Today Mexican President Felipe Calderon is in Washington to meet with President Obama. The situation between our two countries is rocky, with the contentious issues of immigration, the illegal drug industry and trade imbalances at the forefront. Seemingly beneath the tensions lay some deep-seated resentments that Mexicans  have for the U.S.

Maybe it’s just because we tend to consider ourselves as the real “Americans” with our country deserving of the name “America”, which arrogantly demoted Canada and Mexico to the status of remoras feeding off the scraps of the U.S.shark. But then why don’t the Canadians seem to dislike us as much as our neighbors to the South? Well, this is nothing new.

The love/hate relationship between the U.S. and Mexico is nothing new.  Recently, the Mexican dislike for the US came to the limelight with the notorious reaction they  Miss USA slipped and fell during 2007  Miss Universe Pageant (again, she was first billed as Miss America before she was Miss USA).   To the average U.S. citizen this dislike was surprising and unfathomable.  Because if they hate “America” so much why do so many of them want to move to the U.S., often illegally? ( Maybe to escape Mexico’s challenged economic and social conditions  that, arguably, the U.S. is to blame for.)   Though they likely share the same reasons with other countries for being annoyed with the U.S.,  Mexicans seem to harbor some special inherited resentment of America.

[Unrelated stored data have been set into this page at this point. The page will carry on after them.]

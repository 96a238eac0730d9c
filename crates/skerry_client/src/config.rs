//! Instance-wide settings.
//!
//! The settings struct is the environment of an instance: timeouts, retry
//! cadence, and feature toggles that every subsystem reads. It is immutable
//! once the instance has been created.

use std::time::{Duration, Instant};

/// Default per-operation timeout.
pub const DEFAULT_OPERATION_TIMEOUT: Duration = Duration::from_micros(2_500_000);
/// Default overall budget for observe-based durability polling.
pub const DEFAULT_DURABILITY_TIMEOUT: Duration = Duration::from_micros(5_000_000);
/// Default pause between durability observe rounds.
pub const DEFAULT_DURABILITY_INTERVAL: Duration = Duration::from_micros(100_000);
/// Default backoff before retrying after NOT_MY_VBUCKET or a temporary failure.
pub const DEFAULT_RETRY_INTERVAL: Duration = Duration::from_micros(100_000);
/// Default budget for establishing a data connection.
pub const DEFAULT_CONNECT_TIMEOUT: Duration = Duration::from_micros(5_000_000);

/// Outbound/inbound snappy compression policy.
#[derive(Debug, Clone, Copy, PartialEq, Eq)]
pub struct CompressionOptions {
    /// Compress values sent to servers that advertise snappy.
    pub outbound: bool,
    /// Inflate compressed values received from the server.
    pub inbound: bool,
    /// Compress outbound values even when the server does not advertise snappy.
    pub force: bool,
}

impl CompressionOptions {
    /// Compression fully disabled, for pass-through deployments.
    pub const OFF: CompressionOptions = CompressionOptions {
        outbound: false,
        inbound: false,
        force: false,
    };
}

impl Default for CompressionOptions {
    fn default() -> Self {
        CompressionOptions {
            outbound: true,
            inbound: true,
            force: false,
        }
    }
}

/// Immutable per-instance configuration.
#[derive(Debug, Clone)]
pub struct Settings {
    /// Applied when a command does not carry its own timeout.
    pub operation_timeout: Duration,
    /// Overall budget for observe-based durability polling.
    pub durability_timeout: Duration,
    /// Pause between durability observe rounds.
    pub durability_interval: Duration,
    /// Backoff before retrying after NOT_MY_VBUCKET or a temporary failure.
    pub retry_interval: Duration,
    /// Budget for establishing a data connection.
    pub connect_timeout: Duration,
    /// Resolve non-default collections and prefix keys with collection ids.
    pub use_collections: bool,
    /// Snappy policy for values.
    pub compression: CompressionOptions,
    /// Decode mutation tokens from write acknowledgments.
    pub enable_mutation_tokens: bool,
    /// Never guess the next server after NOT_MY_VBUCKET; wait for a new map.
    pub vb_noguess: bool,
}

impl Default for Settings {
    fn default() -> Self {
        Settings {
            operation_timeout: DEFAULT_OPERATION_TIMEOUT,
            durability_timeout: DEFAULT_DURABILITY_TIMEOUT,
            durability_interval: DEFAULT_DURABILITY_INTERVAL,
            retry_interval: DEFAULT_RETRY_INTERVAL,
            connect_timeout: DEFAULT_CONNECT_TIMEOUT,
            use_collections: false,
            compression: CompressionOptions::default(),
            enable_mutation_tokens: true,
            vb_noguess: false,
        }
    }
}

impl Settings {
    /// Absolute deadline for a command started at `start`.
    ///
    /// An explicit per-command timeout overrides the instance default;
    /// retries never extend the result.
    pub fn deadline(&self, start: Instant, timeout: Option<Duration>) -> Instant {
        start + timeout.unwrap_or(self.operation_timeout)
    }

    /// Absolute deadline for a durability poll started at `start`.
    ///
    /// Unlike command deadlines, an explicit poll timeout always wins so the
    /// caller can shrink the budget below the instance default.
    pub fn durability_deadline(&self, start: Instant, timeout: Option<Duration>) -> Instant {
        start + timeout.unwrap_or(self.durability_timeout)
    }
}
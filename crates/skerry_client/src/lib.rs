//! Client library for the Skerry distributed document store.
//!
//! The crate speaks the binary key/value wire protocol to a cluster of data
//! nodes whose shard ownership is dictated by a versioned vbucket map. The
//! heart of it is the KV command pipeline: commands are validated, routed
//! through the current map, serialized into framed binary requests, pushed
//! through per-server send pipelines with opaque correlation, and the
//! asynchronous responses are dispatched back to the caller. On top of that
//! core sit replica reads, observe multiplexing, and observe-based
//! durability polling.
//!
//! ```no_run
//! use skerry_client::{ClusterMapConfig, GetCommand, Instance, Settings, StoreCommand};
//!
//! # async fn example(map: ClusterMapConfig) -> skerry_client::Result<()> {
//! let instance = Instance::new(Settings::default());
//! instance.publish_map(&map).await?;
//! instance.store(StoreCommand::upsert("greeting", "hello")).await?;
//! let doc = instance.get(GetCommand::new("greeting")).await?;
//! assert_eq!(&doc.value[..], b"hello");
//! # Ok(())
//! # }
//! ```

mod cluster_map;
mod collections;
mod config;
mod durability;
mod error;
mod instance;
mod ops;
mod pipeline;
pub mod protocol;
mod queue;
mod request;

pub use cluster_map::{
    key_hash, ClusterMap, ClusterMapConfig, NodeCapabilities, NodeConfig, ServerSlot,
};
pub use config::{CompressionOptions, Settings};
pub use durability::ObserveKeyState;
pub use error::{Error, Result};
pub use instance::{Instance, ObserveEvent};
pub use ops::{
    CollectionQualifier, Durability, DurabilityLevel, DurabilityOptions, EndureItem,
    EndureResponse, GetCommand, GetResponse, MutationToken, ObserveCommand, ObserveReport,
    RemoveCommand, RemoveResponse, ReplicaGetCommand, ReplicaRead, ReplicaStrategy, StoreCommand,
    StoreOperation, StoreResponse,
};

Maybe it has to with the fact that, if all was right with the world, the country that today claims to lead the world in freedom and democracy, that sees itself as the shining example of liberty, fairness and the rule of law, would have a national map that looked more like this:

I’m sure every Mexican child is fully aware of what happened to their country at the hands of a northern aggressor nation and this could hardly foster warm fuzzy feelings for the United States. I wonder, if there was a country around at that time that wore the mantle that the United States wears today – as world policeman and arbiter – if they would have stepped in to prevent our young, impudent nation from conquering almost half of Mexico.